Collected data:
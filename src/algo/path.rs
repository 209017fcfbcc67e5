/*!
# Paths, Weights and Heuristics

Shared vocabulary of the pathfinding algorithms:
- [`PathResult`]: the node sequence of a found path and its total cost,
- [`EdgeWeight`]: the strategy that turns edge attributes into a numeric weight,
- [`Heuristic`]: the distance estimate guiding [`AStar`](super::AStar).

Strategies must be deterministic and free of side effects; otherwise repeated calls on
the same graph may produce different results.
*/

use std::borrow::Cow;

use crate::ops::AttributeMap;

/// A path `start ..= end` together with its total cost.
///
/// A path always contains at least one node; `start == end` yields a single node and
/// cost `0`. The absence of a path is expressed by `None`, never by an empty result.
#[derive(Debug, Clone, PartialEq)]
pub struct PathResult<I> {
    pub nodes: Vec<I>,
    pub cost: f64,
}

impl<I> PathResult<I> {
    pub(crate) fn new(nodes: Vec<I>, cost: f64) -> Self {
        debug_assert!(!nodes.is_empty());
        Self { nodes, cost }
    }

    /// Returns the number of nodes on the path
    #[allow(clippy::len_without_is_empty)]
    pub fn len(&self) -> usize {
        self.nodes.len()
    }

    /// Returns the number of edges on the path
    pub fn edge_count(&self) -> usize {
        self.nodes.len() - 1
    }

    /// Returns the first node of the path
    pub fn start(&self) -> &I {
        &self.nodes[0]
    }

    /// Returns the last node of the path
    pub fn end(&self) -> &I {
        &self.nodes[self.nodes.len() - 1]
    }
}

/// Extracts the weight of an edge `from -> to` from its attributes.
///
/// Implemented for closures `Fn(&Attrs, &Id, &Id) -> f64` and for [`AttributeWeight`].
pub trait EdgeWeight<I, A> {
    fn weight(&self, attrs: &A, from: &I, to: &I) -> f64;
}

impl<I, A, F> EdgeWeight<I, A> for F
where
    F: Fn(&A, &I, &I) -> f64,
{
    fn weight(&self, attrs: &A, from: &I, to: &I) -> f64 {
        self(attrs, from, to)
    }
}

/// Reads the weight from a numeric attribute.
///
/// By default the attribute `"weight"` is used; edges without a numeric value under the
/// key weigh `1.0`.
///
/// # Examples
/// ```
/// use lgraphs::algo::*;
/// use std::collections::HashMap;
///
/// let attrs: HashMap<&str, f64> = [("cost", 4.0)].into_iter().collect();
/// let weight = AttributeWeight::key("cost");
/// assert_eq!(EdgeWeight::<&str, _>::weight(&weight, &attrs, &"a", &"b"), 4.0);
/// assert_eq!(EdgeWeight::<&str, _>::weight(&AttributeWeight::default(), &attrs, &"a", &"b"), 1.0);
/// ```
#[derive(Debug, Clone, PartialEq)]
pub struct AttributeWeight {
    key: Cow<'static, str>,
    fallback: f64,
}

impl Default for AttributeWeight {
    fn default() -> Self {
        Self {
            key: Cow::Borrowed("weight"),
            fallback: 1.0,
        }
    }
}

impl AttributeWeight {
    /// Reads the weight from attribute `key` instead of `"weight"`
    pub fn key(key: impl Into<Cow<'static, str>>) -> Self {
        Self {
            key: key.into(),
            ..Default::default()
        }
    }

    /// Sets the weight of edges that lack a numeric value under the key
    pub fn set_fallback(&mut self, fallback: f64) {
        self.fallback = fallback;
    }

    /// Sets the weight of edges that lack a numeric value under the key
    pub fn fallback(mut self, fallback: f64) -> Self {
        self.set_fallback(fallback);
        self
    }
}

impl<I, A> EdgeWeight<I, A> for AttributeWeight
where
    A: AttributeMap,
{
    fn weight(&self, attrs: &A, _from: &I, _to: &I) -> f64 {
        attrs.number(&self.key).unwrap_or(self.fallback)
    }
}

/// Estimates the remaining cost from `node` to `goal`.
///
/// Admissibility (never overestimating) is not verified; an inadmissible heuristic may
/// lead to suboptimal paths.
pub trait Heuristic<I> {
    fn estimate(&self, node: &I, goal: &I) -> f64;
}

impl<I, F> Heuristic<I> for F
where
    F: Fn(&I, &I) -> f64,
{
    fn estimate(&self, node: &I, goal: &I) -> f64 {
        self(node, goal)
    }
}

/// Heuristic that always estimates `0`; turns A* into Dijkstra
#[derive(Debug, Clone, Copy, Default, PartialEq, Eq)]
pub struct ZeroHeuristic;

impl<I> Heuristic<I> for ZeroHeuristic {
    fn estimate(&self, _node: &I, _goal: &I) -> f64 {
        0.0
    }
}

Work required: Nothing should be dropped. Retype each line above as it is.

Solution to the exercise:
filename src/algo/path.rs
repository 209017fcfbcc67e5
/*!
# Paths, Weights and Heuristics

Shared vocabulary of the pathfinding algorithms:
- [`PathResult`]: the node sequence of a found path and its total cost,
- [`EdgeWeight`]: the strategy that turns edge attributes into a numeric weight,
- [`Heuristic`]: the distance estimate guiding [`AStar`](super::AStar).

Strategies must be deterministic and free of side effects; otherwise repeated calls on
the same graph may produce different results.
*/

use std::borrow::Cow;

use crate::ops::AttributeMap;

/// A path `start ..= end` together with its total cost.
///
/// A path always contains at least one node; `start == end` yields a single node and
/// cost `0`. The absence of a path is expressed by `None`, never by an empty result.
#[derive(Debug, Clone, PartialEq)]
pub struct PathResult<I> {
    pub nodes: Vec<I>,
    pub cost: f64,
}

impl<I> PathResult<I> {
    pub(crate) fn new(nodes: Vec<I>, cost: f64) -> Self {
        debug_assert!(!nodes.is_empty());
        Self { nodes, cost }
    }

    /// Returns the number of nodes on the path
    #[allow(clippy::len_without_is_empty)]
    pub fn len(&self) -> usize {
        self.nodes.len()
    }

    /// Returns the number of edges on the path
    pub fn edge_count(&self) -> usize {
        self.nodes.len() - 1
    }

    /// Returns the first node of the path
    pub fn start(&self) -> &I {
        &self.nodes[0]
    }

    /// Returns the last node of the path
    pub fn end(&self) -> &I {
        &self.nodes[self.nodes.len() - 1]
    }
}

/// Extracts the weight of an edge `from -> to` from its attributes.
///
/// Implemented for closures `Fn(&Attrs, &Id, &Id) -> f64` and for [`AttributeWeight`].
pub trait EdgeWeight<I, A> {
    fn weight(&self, attrs: &A, from: &I, to: &I) -> f64;
}

impl<I, A, F> EdgeWeight<I, A> for F
where
    F: Fn(&A, &I, &I) -> f64,
{
    fn weight(&self, attrs: &A, from: &I, to: &I) -> f64 {
        self(attrs, from, to)
    }
}

/// Reads the weight from a numeric attribute.
///
/// By default the attribute `"weight"` is used; edges without a numeric value under the
/// key weigh `1.0`.
///
/// # Examples
/// ```
/// use lgraphs::algo::*;
/// use std::collections::HashMap;
///
/// let attrs: HashMap<&str, f64> = [("cost", 4.0)].into_iter().collect();
/// let weight = AttributeWeight::key("cost");
/// assert_eq!(EdgeWeight::<&str, _>::weight(&weight, &attrs, &"a", &"b"), 4.0);
/// assert_eq!(EdgeWeight::<&str, _>::weight(&AttributeWeight::default(), &attrs, &"a", &"b"), 1.0);
/// ```
#[derive(Debug, Clone, PartialEq)]
pub struct AttributeWeight {
    key: Cow<'static, str>,
    fallback: f64,
}

impl Default for AttributeWeight {
    fn default() -> Self {
        Self {
            key: Cow::Borrowed("weight"),
            fallback: 1.0,
        }
    }
}

impl AttributeWeight {
    /// Reads the weight from attribute `key` instead of `"weight"`
    pub fn key(key: impl Into<Cow<'static, str>>) -> Self {
        Self {
            key: key.into(),
            ..Default::default()
        }
    }

    /// Sets the weight of edges that lack a numeric value under the key
    pub fn set_fallback(&mut self, fallback: f64) {
        self.fallback = fallback;
    }

    /// Sets the weight of edges that lack a numeric value under the key
    pub fn fallback(mut self, fallback: f64) -> Self {
        self.set_fallback(fallback);
        self
    }
}

impl<I, A> EdgeWeight<I, A> for AttributeWeight
where
    A: AttributeMap,
{
    fn weight(&self, attrs: &A, _from: &I, _to: &I) -> f64 {
        attrs.number(&self.key).unwrap_or(self.fallback)
    }
}

/// Estimates the remaining cost from `node` to `goal`.
///
/// Admissibility (never overestimating) is not verified; an inadmissible heuristic may
/// lead to suboptimal paths.
pub trait Heuristic<I> {
    fn estimate(&self, node: &I, goal: &I) -> f64;
}

impl<I, F> Heuristic<I> for F
where
    F: Fn(&I, &I) -> f64,
{
    fn estimate(&self, node: &I, goal: &I) -> f64 {
        self(node, goal)
    }
}

/// Heuristic that always estimates `0`; turns A* into Dijkstra
#[derive(Debug, Clone, Copy, Default, PartialEq, Eq)]
pub struct ZeroHeuristic;

impl<I> Heuristic<I> for ZeroHeuristic {
    fn estimate(&self, _node: &I, _goal: &I) -> f64 {
        0.0
    }
}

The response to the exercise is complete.